The room was still set up for 3,600 people from the previous talk, so though my session was full, there were about 1,500 empty seats. It took real mental discipline for me to focus on the filled chairs instead of the empty ones.

As I neared the end of my speech, people walked out of the hall and I had to keep myself from wondering if they were leaving because they didn’t like it or they were bored. What I didn’t know was that many had chosen to miss the beginning of their next session to hear as much of mine as they could, but had to leave to attend the final session of the day.

As I finished, there was a line of women waiting by the stage to speak with me and 90% of them had tears of deep gratitude in their eyes as they expressed their appreciation for having heard exactly what they felt they needed that day.

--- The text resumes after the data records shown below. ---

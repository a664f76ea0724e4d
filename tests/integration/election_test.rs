//! Integration tests for backup leader election.

use std::sync::Arc;

use futures::future::join_all;

use backuphub_core::traits::LockStore;
use backuphub_service::BackupRole;

use crate::helpers::{
    CronCall, TestInstance, UnavailableLockStore, shared_locks, system_config,
};

#[tokio::test]
async fn test_exactly_one_leader_among_concurrent_instances() {
    let locks = shared_locks();
    let mut instances = Vec::new();
    for _ in 0..8 {
        instances.push(
            TestInstance::recording(locks.clone(), system_config("0 2 * * *", true)).await,
        );
    }

    let roles: Vec<BackupRole> = join_all(instances.iter().map(|i| i.backup.on_bootstrap()))
        .await
        .into_iter()
        .map(|r| r.unwrap())
        .collect();

    assert_eq!(roles.iter().filter(|r| r.is_leader()).count(), 1);

    let registrations: usize = instances.iter().map(|i| i.cron.calls().len()).sum();
    assert_eq!(registrations, 1);

    let leader = instances
        .iter()
        .find(|i| i.backup.role() == Some(BackupRole::Leader))
        .unwrap();
    assert_eq!(
        leader.cron.calls(),
        vec![CronCall::Add {
            name: "backupDatabase".to_string(),
            schedule: "0 2 * * *".to_string(),
            enabled: true,
        }]
    );
}

#[tokio::test]
async fn test_followers_never_touch_registry() {
    let locks = shared_locks();
    let leader = TestInstance::recording(locks.clone(), system_config("0 2 * * *", true)).await;
    let follower = TestInstance::recording(locks, system_config("0 2 * * *", true)).await;

    assert_eq!(leader.backup.on_bootstrap().await.unwrap(), BackupRole::Leader);
    assert_eq!(follower.backup.on_bootstrap().await.unwrap(), BackupRole::Follower);

    follower.config.reload().await.unwrap();
    follower.provider.set(system_config("0 3 * * *", false));
    follower.config.reload().await.unwrap();

    assert!(follower.cron.calls().is_empty());
}

#[tokio::test]
async fn test_unreachable_lock_store_yields_follower() {
    let instance = TestInstance::recording(
        Arc::new(UnavailableLockStore) as Arc<dyn LockStore>,
        system_config("0 2 * * *", true),
    )
    .await;

    assert_eq!(instance.backup.on_bootstrap().await.unwrap(), BackupRole::Follower);
    assert!(instance.cron.calls().is_empty());
}

#[tokio::test]
async fn test_disabled_schedule_is_still_registered_by_leader() {
    let instance =
        TestInstance::recording(shared_locks(), system_config("0 2 * * *", false)).await;

    instance.backup.on_bootstrap().await.unwrap();

    assert_eq!(
        instance.cron.calls(),
        vec![CronCall::Add {
            name: "backupDatabase".to_string(),
            schedule: "0 2 * * *".to_string(),
            enabled: false,
        }]
    );
}

#[tokio::test]
async fn test_misconfigured_instance_does_not_take_leadership() {
    let locks = shared_locks();
    let broken = TestInstance::recording(locks.clone(), system_config("* * *", true)).await;
    let healthy = TestInstance::recording(locks.clone(), system_config("0 2 * * 0", true)).await;

    assert!(broken.backup.on_bootstrap().await.is_err());
    assert!(broken.cron.calls().is_empty());

    assert_eq!(healthy.backup.on_bootstrap().await.unwrap(), BackupRole::Leader);
    assert_eq!(
        healthy.cron.calls(),
        vec![CronCall::Add {
            name: "backupDatabase".to_string(),
            schedule: "0 2 * * 0".to_string(),
            enabled: true,
        }]
    );
}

This moment was what I had visualized as my image of success and over and over again, and I had the chance to experience that.  But more importantly, the vision that I held in my mind is what helped me to keep my focus on my goal instead of on the empty chairs or the fear that I was not doing a good job.

Had I spent more time focusing on worries instead of success, I would have had plenty of opportunities to see the empty chairs or the people leaving as evidence of it not working out. But my mind was primed to look for evidence that it wasworking out, and kept me in the game of remembering that I was there to serve.

All in all it was truly a highlight of my year.


  • Play out the best possible outcome in your head, instead of worrying about what could go wrong.
  • Practice it over and over in your mind as a present moment reality.
  • When you are wallowing in self-doubt, ask yourself if what you are thinking is 100% true.
  • Remember that you don’t have control over what others think, only what you give and when you give what you believe is valuable, your work is done and you have won!

If you have something important coming up, a presentation, a conversation, a creative project, fill your mind with visions of success. Winning in your mind will help you prime yourself for the success you desire.